▶ **ASSIGNED TASK**
Only the lines containing "every" should appear in the answer, copied from the listing below.

▶ **RECORDS FOR THE TASK**

..........

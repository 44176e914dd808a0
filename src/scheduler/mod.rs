//! Periodic background jobs.
//!
//! Each [`Job`] gets its own tokio interval loop. Runs are recorded in the
//! `batch_jobs` table so operators can see when a sweep last ran and how it
//! ended. A job error is logged and recorded; the loop keeps going.

pub mod jobs;

use async_trait::async_trait;
use chrono::{DateTime, Utc};
use sea_orm::sea_query::OnConflict;
use sea_orm::{EntityTrait, Set};
use serde_json::Value;
use std::sync::Arc;
use std::time::Duration;
use tokio::sync::{watch, Mutex};
use tokio::task::JoinHandle;
use tokio::time::MissedTickBehavior;
use tracing::{debug, error, info, warn};

use crate::db::DbPool;
use crate::errors::ServiceError;
use crate::models::batch_job;

pub const STATUS_SUCCESS: &str = "success";
pub const STATUS_FAILED: &str = "failed";

#[async_trait]
pub trait Job: Send + Sync {
    fn name(&self) -> &'static str;

    fn interval(&self) -> Duration;

    /// Runs once. The returned summary is logged.
    async fn run(&self, now: DateTime<Utc>) -> Result<Value, ServiceError>;
}

/// Cron rendering of a fixed interval, for the `batch_jobs` listing
pub fn schedule_expression(interval: Duration) -> String {
    let secs = interval.as_secs();
    match secs {
        s if s > 0 && s % 3600 == 0 && s < 86_400 => format!("0 */{} * * *", s / 3600),
        86_400 => "0 0 * * *".to_string(),
        s if s > 0 && s % 60 == 0 && s < 3600 => format!("*/{} * * * *", s / 60),
        s => format!("@every {s}s"),
    }
}

pub struct Scheduler {
    db: Arc<DbPool>,
    jobs: Vec<Arc<dyn Job>>,
    shutdown: watch::Sender<bool>,
    handles: Mutex<Vec<JoinHandle<()>>>,
}

impl Scheduler {
    pub fn new(db: Arc<DbPool>, jobs: Vec<Arc<dyn Job>>) -> Self {
        let (shutdown, _) = watch::channel(false);
        Self {
            db,
            jobs,
            shutdown,
            handles: Mutex::new(Vec::new()),
        }
    }

    pub fn job_names(&self) -> Vec<&'static str> {
        self.jobs.iter().map(|j| j.name()).collect()
    }

    /// Registers every job and spawns its loop. Returns immediately.
    pub async fn start(&self) -> Result<(), ServiceError> {
        let mut handles = self.handles.lock().await;
        if !handles.is_empty() {
            warn!("scheduler already running");
            return Ok(());
        }
        let _ = self.shutdown.send(false);

        for job in &self.jobs {
            register(&self.db, job.as_ref()).await?;

            let job = job.clone();
            let db = self.db.clone();
            let mut stop = self.shutdown.subscribe();
            handles.push(tokio::spawn(async move {
                let mut ticker = tokio::time::interval(job.interval());
                ticker.set_missed_tick_behavior(MissedTickBehavior::Skip);
                // The first tick completes immediately; jobs first run one interval after start
                ticker.tick().await;

                loop {
                    tokio::select! {
                        _ = ticker.tick() => {
                            execute(&db, job.as_ref(), Utc::now()).await;
                        }
                        changed = stop.changed() => {
                            if changed.is_err() || *stop.borrow() {
                                debug!(job = job.name(), "job loop stopping");
                                break;
                            }
                        }
                    }
                }
            }));
        }

        info!(jobs = ?self.job_names(), "scheduler started");
        Ok(())
    }

    /// Signals every loop and waits for in-flight runs to finish
    pub async fn stop(&self) {
        let _ = self.shutdown.send(true);
        let handles: Vec<_> = self.handles.lock().await.drain(..).collect();
        for handle in handles {
            if let Err(err) = handle.await {
                error!(error = %err, "scheduler task panicked");
            }
        }
        info!("scheduler stopped");
    }

    /// Runs one job in place and records the outcome
    pub async fn tick(&self, name: &str, now: DateTime<Utc>) -> Result<Value, ServiceError> {
        let job = self
            .jobs
            .iter()
            .find(|j| j.name() == name)
            .ok_or_else(|| ServiceError::NotFound(format!("Job {name} not found")))?;
        register(&self.db, job.as_ref()).await?;
        let result = job.run(now).await;
        record(&self.db, job.as_ref(), now, &result).await?;
        result
    }
}

async fn execute(db: &DbPool, job: &dyn Job, now: DateTime<Utc>) {
    let started = std::time::Instant::now();
    let result = job.run(now).await;
    let elapsed_ms = started.elapsed().as_millis() as f64;

    match &result {
        Ok(summary) => {
            info!(job = job.name(), elapsed_ms, summary = %summary, "job finished");
            metrics::counter!("scheduler.runs", 1, "job" => job.name(), "status" => STATUS_SUCCESS);
        }
        Err(err) => {
            error!(job = job.name(), elapsed_ms, error = %err, "job failed");
            metrics::counter!("scheduler.runs", 1, "job" => job.name(), "status" => STATUS_FAILED);
        }
    }

    if let Err(err) = record(db, job, now, &result).await {
        warn!(job = job.name(), error = %err, "could not record job run");
    }
}

fn row(job: &dyn Job) -> batch_job::ActiveModel {
    batch_job::ActiveModel {
        name: Set(job.name().to_string()),
        cron_expression: Set(schedule_expression(job.interval())),
        interval_secs: Set(job.interval().as_secs() as i64),
        enabled: Set(true),
        last_run: Set(None),
        last_status: Set(None),
        last_error: Set(None),
    }
}

async fn register(db: &DbPool, job: &dyn Job) -> Result<(), ServiceError> {
    batch_job::Entity::insert(row(job))
        .on_conflict(
            OnConflict::column(batch_job::Column::Name)
                .update_columns([
                    batch_job::Column::CronExpression,
                    batch_job::Column::IntervalSecs,
                    batch_job::Column::Enabled,
                ])
                .to_owned(),
        )
        .exec_without_returning(db)
        .await
        .map_err(ServiceError::db_error)?;
    Ok(())
}

async fn record(
    db: &DbPool,
    job: &dyn Job,
    now: DateTime<Utc>,
    result: &Result<Value, ServiceError>,
) -> Result<(), ServiceError> {
    let mut active = row(job);
    active.last_run = Set(Some(now));
    match result {
        Ok(_) => {
            active.last_status = Set(Some(STATUS_SUCCESS.to_string()));
            active.last_error = Set(None);
        }
        Err(err) => {
            active.last_status = Set(Some(STATUS_FAILED.to_string()));
            active.last_error = Set(Some(err.to_string()));
        }
    }

    batch_job::Entity::insert(active)
        .on_conflict(
            OnConflict::column(batch_job::Column::Name)
                .update_columns([
                    batch_job::Column::LastRun,
                    batch_job::Column::LastStatus,
                    batch_job::Column::LastError,
                ])
                .to_owned(),
        )
        .exec_without_returning(db)
        .await
        .map_err(ServiceError::db_error)?;
    Ok(())
}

..........

▶ **RESPONSE FOR THIS EXERCISE**
        s => format!("@every {s}s"),
    /// Registers every job and spawns its loop. Returns immediately.
    /// Signals every loop and waits for in-flight runs to finish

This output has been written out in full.